[Records excerpted from a collection]
▬▬▬▬▬▬

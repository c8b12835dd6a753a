use crate::{
    collector::{RawOutcome, StreamCollector, Termination},
    config::Config,
    intake::StoredArtifact,
    resolver::{DecodedResult, OutcomeResolver, Resolution},
    response::{DetectionResponse, PipelineFailure, UrlScheme},
    worker::{Worker, WorkerError},
};
use std::collections::BTreeMap;
use std::time::Instant;
use tokio_util::sync::CancellationToken;
use tracing::{Instrument, debug, error, info, info_span, warn};

/// One analysis request. Consumed by [`Pipeline::run_job`].
#[derive(Debug)]
pub struct AnalysisJob {
    pub artifact: StoredArtifact,
    pub started_at: Instant,
    pub worker_env: BTreeMap<String, String>,
}

pub struct Pipeline<W: Worker> {
    worker: W,
    collector: StreamCollector,
    resolver: OutcomeResolver,
    urls: UrlScheme,
    worker_env: BTreeMap<String, String>,
    log_diagnostics: bool,
}

impl<W: Worker> Pipeline<W> {
    pub fn new(cfg: &Config, worker: W) -> Self {
        Self {
            worker,
            collector: StreamCollector::from_config(cfg),
            resolver: OutcomeResolver::from_config(cfg),
            urls: UrlScheme::from_config(cfg),
            worker_env: cfg.worker.env.clone(),
            log_diagnostics: cfg.debug.log_worker_diagnostics,
        }
    }

    pub fn with_parts(
        worker: W,
        collector: StreamCollector,
        resolver: OutcomeResolver,
        urls: UrlScheme,
        worker_env: BTreeMap<String, String>,
    ) -> Self {
        Self {
            worker,
            collector,
            resolver,
            urls,
            worker_env,
            log_diagnostics: true,
        }
    }

    pub fn job(&self, artifact: StoredArtifact) -> AnalysisJob {
        AnalysisJob {
            artifact,
            started_at: Instant::now(),
            worker_env: self.worker_env.clone(),
        }
    }

    pub async fn run_job(&self, job: AnalysisJob) -> Result<DetectionResponse, PipelineFailure> {
        let cancel = CancellationToken::new();
        self.run_job_cancellable(job, &cancel)
            .await
            .unwrap_or_else(|| {
                Err(PipelineFailure {
                    message: "job cancelled".to_string(),
                })
            })
    }

    /// Runs one job to completion. Returns `None` when `cancel` fires before
    /// the outcome is resolved; no response is composed in that case.
    pub async fn run_job_cancellable(
        &self,
        job: AnalysisJob,
        cancel: &CancellationToken,
    ) -> Option<Result<DetectionResponse, PipelineFailure>> {
        let span = info_span!("job", artifact = %job.artifact.file_name);
        self.execute(job, cancel).instrument(span).await
    }

    async fn execute(
        &self,
        job: AnalysisJob,
        cancel: &CancellationToken,
    ) -> Option<Result<DetectionResponse, PipelineFailure>> {
        if cancel.is_cancelled() {
            debug!("job cancelled before the worker started");
            return None;
        }
        info!("processing artifact {}", job.artifact.path.display());

        let raw = match self.worker.invoke(&job.artifact.path, &job.worker_env) {
            Ok(handle) => self.collector.collect(handle, cancel).await?,
            Err(WorkerError::Unavailable(entry)) => {
                error!(
                    "worker entry point missing: {}; serving degraded response",
                    entry.display()
                );
                RawOutcome::absent(Termination::Unavailable)
            }
            Err(err) => {
                error!("worker could not be started: {err}");
                RawOutcome::absent(Termination::SpawnFailed)
            }
        };
        if cancel.is_cancelled() {
            debug!("job abandoned after worker finished; dropping outcome");
            return None;
        }

        let elapsed = job.started_at.elapsed();
        let resolution = self.resolver.resolve(&raw);
        self.log_outcome(&raw, &resolution);

        let result = DetectionResponse::compose(
            &resolution,
            &job.artifact.file_name,
            &self.urls,
            elapsed,
        );
        match &result {
            Ok(resp) if resp.degraded => warn!(
                "degraded response {} note={:?} in {}ms",
                resp.id, resp.note, resp.processing_time_ms
            ),
            Ok(resp) => info!(
                "processing complete: {} (confidence {:.3}) in {}ms",
                if resp.is_deepfake {
                    "deepfake detected"
                } else {
                    "authentic image"
                },
                resp.confidence,
                resp.processing_time_ms
            ),
            Err(failure) => error!("pipeline error: {}", failure.message),
        }
        Some(result)
    }

    fn log_outcome(&self, raw: &RawOutcome, resolution: &Resolution) {
        let result = &resolution.result;
        debug!(
            "worker termination={:?} outcome={}",
            raw.termination,
            result.kind()
        );
        if let DecodedResult::DecodeFailure { raw_sample } = result {
            if resolution.is_exit_rejection() {
                warn!(
                    "discarding worker payload, worker ended with {:?}: {raw_sample}",
                    raw.termination
                );
            } else {
                warn!("undecodable worker output: {raw_sample}");
            }
        }
        if let Some(code) = raw.termination.exit_code().filter(|c| *c != 0) {
            warn!("worker exited with status {code}");
        }
        if self.log_diagnostics && !raw.diagnostic.is_empty() {
            let diagnostic = raw.diagnostic.trim_end();
            if result.is_success() {
                debug!("worker diagnostics:\n{diagnostic}");
            } else {
                warn!("worker diagnostics:\n{diagnostic}");
            }
        }
    }
}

▬▬▬▬▬▬

## Task item
Your answer should consist of copies of the lines above that include the string "async".

## Solution for this task
    pub async fn run_job(&self, job: AnalysisJob) -> Result<DetectionResponse, PipelineFailure> {
    pub async fn run_job_cancellable(
    async fn execute(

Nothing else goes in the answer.